Posts Tagged ‘February’

School, Meeting House, Houses & Shops – Peckham

Wednesday, January 4th, 2023

The previous post on this walk on Sunday 12th February 1989 was A Market, Chapel & More Houses – Peckham

School, Bellenden Rd, Peckham, Southwark, 1989 89-2e-45
Highshore School, Bellenden Rd, Peckham, Southwark, 1989 89-2e-45

You will look in vain for this school on Bellenden Road now. The school, a special school, moved to a shared site with Archbishop Michael Ramsey School,Camberwell in 2013 leaving the building empty. It was demolished in 2015 and replaced by Cherry Garden special school, which moved out of Bermondsey to here.

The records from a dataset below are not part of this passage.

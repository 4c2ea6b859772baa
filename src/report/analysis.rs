//! Narrative analysis rendering.
//!
//! Turns the analysis record into five labeled sections with per-status
//! explanation sentences. The cache-status explanations are domain
//! knowledge: each sentence states what the edge actually did, in the same
//! meaning the vendor documents for the status token.

use std::io::{self, Write};

use crate::analysis::{format_ttl, AnalysisRecord, Field};
use crate::parse::{max_age, s_maxage};

use super::theme::Theme;

/// Renders the full narrative analysis to the given sink.
pub fn render_analysis<W: Write>(
    out: &mut W,
    theme: &Theme,
    status: u16,
    record: &AnalysisRecord,
) -> io::Result<()> {
    writeln!(
        out,
        "Edge responded with status: {}",
        theme.status(status)
    )?;

    render_caching_behavior(out, theme, record)?;
    render_processing(out, theme, record)?;
    render_connection(out, theme, record)?;
    render_timing(out, theme, record)?;
    render_content(out, theme, record)?;
    Ok(())
}

fn value_of(field: &Field, theme: &Theme) -> String {
    theme.value(&field.to_string())
}

fn render_caching_behavior<W: Write>(
    out: &mut W,
    theme: &Theme,
    record: &AnalysisRecord,
) -> io::Result<()> {
    writeln!(out, "\n{}", theme.heading("1. Caching Behavior"))?;

    let status = record.cache_status.as_known().unwrap_or("unknown");
    let server = value_of(&record.cache_server_hostname, theme);
    let server_id = value_of(&record.edge_server_id, theme);
    let styled_status = theme.value(status);

    let explanation = match status {
        "TCP_HIT" | "TCP_MEM_HIT" => format!(
            "{styled_status} (Served from Akamai edge server {server} ID: {server_id})"
        ),
        "TCP_MISS" => {
            format!("{styled_status} (Akamai fetched content from the origin server)")
        }
        "TCP_REFRESH_HIT" => format!(
            "{styled_status} (Akamai revalidated its cached copy with the origin; origin \
             confirmed it was still valid. Served cached copy from {server} ID: {server_id})"
        ),
        "TCP_REFRESH_MISS" => format!(
            "{styled_status} (Akamai revalidated its cached copy with the origin; origin \
             sent updated content, which was served)"
        ),
        "TCP_CLIENT_REFRESH_MISS" => format!(
            "{styled_status} (Client requested a fresh copy, Akamai fetched from origin)"
        ),
        "unknown" => theme.value("Unknown"),
        _ => format!("{styled_status} (Served from {server} ID: {server_id})"),
    };
    writeln!(out, "  Cache Status: {explanation}")?;

    let cacheability = match record.cacheability.as_known() {
        Some("YES") => format!(
            "{} (Akamai determined this content could be cached)",
            theme.value("YES")
        ),
        Some("NO") => format!(
            "{} (Akamai determined this content should not be cached)",
            theme.value("NO")
        ),
        _ => theme.value("Unknown"),
    };
    writeln!(out, "  Cacheability: {cacheability}")?;

    if let Some(token) = &record.cache_key_ttl {
        writeln!(
            out,
            "  Cache TTL: {} (According to Akamai's cache key)",
            theme.value(token)
        )?;
    } else if record.origin_ttl_seconds.is_some() {
        writeln!(
            out,
            "  Cache TTL: {} (According to origin's {} header)",
            theme.value(&format_ttl(record.origin_ttl_seconds)),
            theme.value(&record.origin_ttl_source.to_string())
        )?;
    } else {
        writeln!(out, "  Cache TTL: {}", theme.value("Unknown"))?;
    }

    // Prefer the working cache key; fall back to the untransformed one
    let display_key = if record.cache_key.is_known() {
        &record.cache_key
    } else {
        &record.true_cache_key
    };
    if display_key.is_known() {
        writeln!(out, "  Cache Key: {}", value_of(display_key, theme))?;
    }

    if let Some(cc) = record.cache_control.as_known() {
        writeln!(out, "  Cache-Control Raw: {}", theme.value(cc))?;
        render_cache_control_explanation(out, theme, cc)?;
    }
    Ok(())
}

/// Explains the Cache-Control directive set in prose.
fn render_cache_control_explanation<W: Write>(
    out: &mut W,
    theme: &Theme,
    cache_control: &str,
) -> io::Result<()> {
    use crate::parse::has_directive;

    let mut parts: Vec<String> = Vec::new();
    if has_directive(cache_control, "public") {
        parts.push("Public (can be stored by any cache)".to_string());
    }
    if has_directive(cache_control, "private") {
        parts.push("Private (intended for single user, not shared caches)".to_string());
    }
    if has_directive(cache_control, "no-cache") {
        parts.push("No-Cache (cache must revalidate with origin before using)".to_string());
    }
    if has_directive(cache_control, "no-store") {
        parts.push("No-Store (cannot be cached anywhere)".to_string());
    }
    if has_directive(cache_control, "must-revalidate") {
        parts.push("Must-Revalidate (cache must revalidate once stale)".to_string());
    }
    if let Some(secs) = max_age(cache_control) {
        parts.push(format!(
            "Max-Age (browser TTL): {}",
            theme.value(&format_ttl(Some(secs)))
        ));
    }
    if let Some(secs) = s_maxage(cache_control) {
        parts.push(format!(
            "S-Maxage (shared cache TTL): {}",
            theme.value(&format_ttl(Some(secs)))
        ));
    }

    if parts.is_empty() {
        writeln!(
            out,
            "  Explanation: Contains directives: {}",
            theme.value(cache_control)
        )
    } else {
        writeln!(out, "  Explanation: {}", parts.join("; "))
    }
}

fn render_processing<W: Write>(
    out: &mut W,
    theme: &Theme,
    record: &AnalysisRecord,
) -> io::Result<()> {
    writeln!(out, "\n{}", theme.heading("2. Akamai Processing"))?;
    writeln!(out, "  Request ID: {}", value_of(&record.request_id, theme))?;
    writeln!(
        out,
        "  Network: {}",
        theme.value(&record.akamai_network.to_string())
    )?;

    if let Some(name) = record.property_name.as_known() {
        writeln!(
            out,
            "  Configuration: '{}' version {}",
            theme.value(name),
            value_of(&record.property_version, theme)
        )?;
    } else {
        writeln!(out, "  Configuration: {}", theme.value("Unknown"))?;
    }

    if let Some(serial) = record.serial_number.as_known() {
        writeln!(out, "  Config Serial: {}", theme.value(serial))?;
    }

    let sureroute = match record.sureroute_enabled.as_known() {
        Some("true") => format!(
            "{} (Akamai optimized the path to origin)",
            theme.value("Enabled")
        ),
        Some("false") => theme.value("Disabled"),
        _ => theme.value("Unknown"),
    };
    writeln!(out, "  SureRoute: {sureroute}")?;

    match record.tiered_distribution_enabled.as_known() {
        Some("true") => writeln!(
            out,
            "  Tiered Distribution: {} (edge fetched through a parent cache tier)",
            theme.value("Enabled")
        )?,
        Some("false") => writeln!(out, "  Tiered Distribution: {}", theme.value("Disabled"))?,
        _ => {}
    }
    Ok(())
}

fn render_connection<W: Write>(
    out: &mut W,
    theme: &Theme,
    record: &AnalysisRecord,
) -> io::Result<()> {
    writeln!(out, "\n{}", theme.heading("3. Connection Details"))?;
    writeln!(
        out,
        "  Client IP: {} (Geo-located near: {}, {})",
        value_of(&record.client_ip, theme),
        value_of(&record.client_city, theme),
        value_of(&record.client_country, theme)
    )?;
    writeln!(
        out,
        "  Origin Server: {}",
        value_of(&record.origin_server, theme)
    )?;
    Ok(())
}

fn render_timing<W: Write>(
    out: &mut W,
    theme: &Theme,
    record: &AnalysisRecord,
) -> io::Result<()> {
    writeln!(out, "\n{}", theme.heading("4. Network Timing"))?;
    let mut parts: Vec<String> = Vec::new();
    if let Some(rtt) = record.midmile_rtt.as_known() {
        parts.push(format!("MidMile RTT: {} ms", theme.value(rtt)));
    }
    if let Some(latency) = record.origin_latency.as_known() {
        parts.push(format!("Origin Latency: {} ms", theme.value(latency)));
    }
    if parts.is_empty() {
        writeln!(out, "  {}", theme.value("Timing data not available"))
    } else {
        writeln!(out, "  {}", parts.join(" | "))
    }
}

fn render_content<W: Write>(
    out: &mut W,
    theme: &Theme,
    record: &AnalysisRecord,
) -> io::Result<()> {
    writeln!(out, "\n{}", theme.heading("5. Delivered Content Info"))?;
    let mut parts: Vec<String> = Vec::new();
    if let Some(ctype) = record.content_type.as_known() {
        let bare = ctype.split(';').next().unwrap_or(ctype);
        parts.push(format!("Type: '{}'", theme.value(bare)));
    }
    if let Some(length) = record.content_length.as_known() {
        parts.push(format!("Size: {} bytes", theme.value(length)));
    }
    if let Some(modified) = record.last_modified.as_known() {
        parts.push(format!("Last Modified: {}", theme.value(modified)));
    }
    if parts.is_empty() {
        writeln!(out, "  {}", theme.value("Metadata not available"))
    } else {
        writeln!(out, "  {}", parts.join(" | "))
    }
}

#[cfg(test)]
mod tests {
    use super::*;
    use crate::analysis::{extract, resolve_ttl};
    use crate::fetch::RawHeaders;

    fn render_plain(headers: RawHeaders, status: u16) -> String {
        let mut record = extract(&headers);
        resolve_ttl(&mut record);
        let mut buf = Vec::new();
        render_analysis(&mut buf, &Theme::new(false), status, &record)
            .expect("rendering to a Vec never fails");
        String::from_utf8(buf).expect("report is UTF-8")
    }

    #[test]
    fn test_hit_explanation_names_edge_server() {
        let output = render_plain(
            RawHeaders::from_pairs([
                ("X-Cache", "TCP_HIT from edge123.akamai.net (1)"),
                ("X-Cache-Server", "23808"),
            ]),
            200,
        );
        assert!(output.contains("Cache Status: TCP_HIT"));
        assert!(output.contains("Served from Akamai edge server edge123.akamai.net"));
        assert!(output.contains("ID: 23808"));
    }

    #[test]
    fn test_miss_explanation() {
        let output = render_plain(RawHeaders::from_pairs([("X-Cache", "TCP_MISS")]), 200);
        assert!(output.contains("TCP_MISS (Akamai fetched content from the origin server)"));
    }

    #[test]
    fn test_refresh_statuses_have_distinct_explanations() {
        let hit = render_plain(
            RawHeaders::from_pairs([("X-Cache", "TCP_REFRESH_HIT from e1.net")]),
            200,
        );
        assert!(hit.contains("origin confirmed it was still valid"));

        let miss = render_plain(
            RawHeaders::from_pairs([("X-Cache", "TCP_REFRESH_MISS from e1.net")]),
            200,
        );
        assert!(miss.contains("origin sent updated content"));

        let client = render_plain(
            RawHeaders::from_pairs([("X-Cache", "TCP_CLIENT_REFRESH_MISS from e1.net")]),
            200,
        );
        assert!(client.contains("Client requested a fresh copy"));
    }

    #[test]
    fn test_unknown_status_renders_unknown() {
        let output = render_plain(RawHeaders::default(), 200);
        assert!(output.contains("Cache Status: Unknown"));
        assert!(output.contains("Cacheability: Unknown"));
        assert!(output.contains("Cache TTL: Unknown"));
        assert!(output.contains("Timing data not available"));
        assert!(output.contains("Metadata not available"));
    }

    #[test]
    fn test_cache_key_ttl_preferred_in_ttl_line() {
        let output = render_plain(
            RawHeaders::from_pairs([
                ("X-Cache-Key", "/L/www.example.com/abc/1d/x/"),
                ("Cache-Control", "max-age=30"),
            ]),
            200,
        );
        assert!(output.contains("Cache TTL: 1d (According to Akamai's cache key)"));
    }

    #[test]
    fn test_origin_ttl_line_labels_source() {
        let output = render_plain(
            RawHeaders::from_pairs([("Cache-Control", "s-maxage=7200")]),
            200,
        );
        assert!(output.contains("Cache TTL: 2 hours (According to origin's s-maxage header)"));
    }

    #[test]
    fn test_cache_control_explanation_prose() {
        let output = render_plain(
            RawHeaders::from_pairs([("Cache-Control", "public, max-age=120, must-revalidate")]),
            200,
        );
        assert!(output.contains("Cache-Control Raw: public, max-age=120, must-revalidate"));
        assert!(output.contains("Public (can be stored by any cache)"));
        assert!(output.contains("Must-Revalidate (cache must revalidate once stale)"));
        assert!(output.contains("Max-Age (browser TTL): 2 minutes"));
    }

    #[test]
    fn test_unrecognized_cache_control_falls_back_to_raw_listing() {
        let output = render_plain(
            RawHeaders::from_pairs([("Cache-Control", "stale-while-revalidate=30")]),
            200,
        );
        assert!(output.contains("Contains directives: stale-while-revalidate=30"));
    }

    #[test]
    fn test_status_line_present_for_errors_too() {
        let output = render_plain(RawHeaders::default(), 404);
        assert!(output.contains("Edge responded with status: 404"));
    }

    #[test]
    fn test_content_section_splits_type_parameters() {
        let output = render_plain(
            RawHeaders::from_pairs([
                ("Content-Type", "text/html; charset=utf-8"),
                ("Content-Length", "5120"),
            ]),
            200,
        );
        assert!(output.contains("Type: 'text/html'"));
        assert!(output.contains("Size: 5120 bytes"));
    }
}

I’m unsure as to the date of this school, though it was clearly postwar, possibly dating from the 1960s. Perhaps surprisingly it was not mentioned by Cherry and Pevsner in their London 2: South volume though it seemed to me to be clearly of architectural interest. Southwark Council described it as “a distinctive post-war school” but wanted to knock it down so went on to say “it is not of sufficient quality of construction nor is it sufficiently unique to warrant the particular protection given by listing“. I can’t comment on the structural soundness from the four pictures I took but can’t think where you can find a similar building. It gets a rather deprecating comment in the Holly Grove Conservation Area Appraisal, “Highshore School, immediately adjacent to the conservation area, was built using standardised lightweight constructional systems and open site-planning principles which undermine the established morphology of street frontages“, not fitting in neatly with the Georgian housing in the area.

House, Highshore Rd, Peckham, Southwark, 1989 89-2e-33
House, Highshore Rd, Elm Grove, Peckham, Southwark, 1989 89-2e-33

This house is on the corner of Higshore Road and Elm Grove and I think its address is 64 Elm Grove. It is certainly a very impressive and substantial late Victorian house with a quirkiness I found appealing enough to take a second frame.

House, Highshore Rd, Peckham, Southwark, 1989 89-2e-34
House, Highshore Rd, Peckham, Southwark, 1989 89-2e-34

Post Office Depot, Highshore Rd, Peckham, Southwark, 1989 89-2e-35
Post Office Depot, Highshore Rd, Peckham, Southwark, 1989 89-2e-35

I didn’t photograph the listed houses in Highshore Road, perhaps suffering from a surfeit of rather standard Georgian or early Victorian houses in the area. Fine though they are I didn’t feel a need to photograph all of them.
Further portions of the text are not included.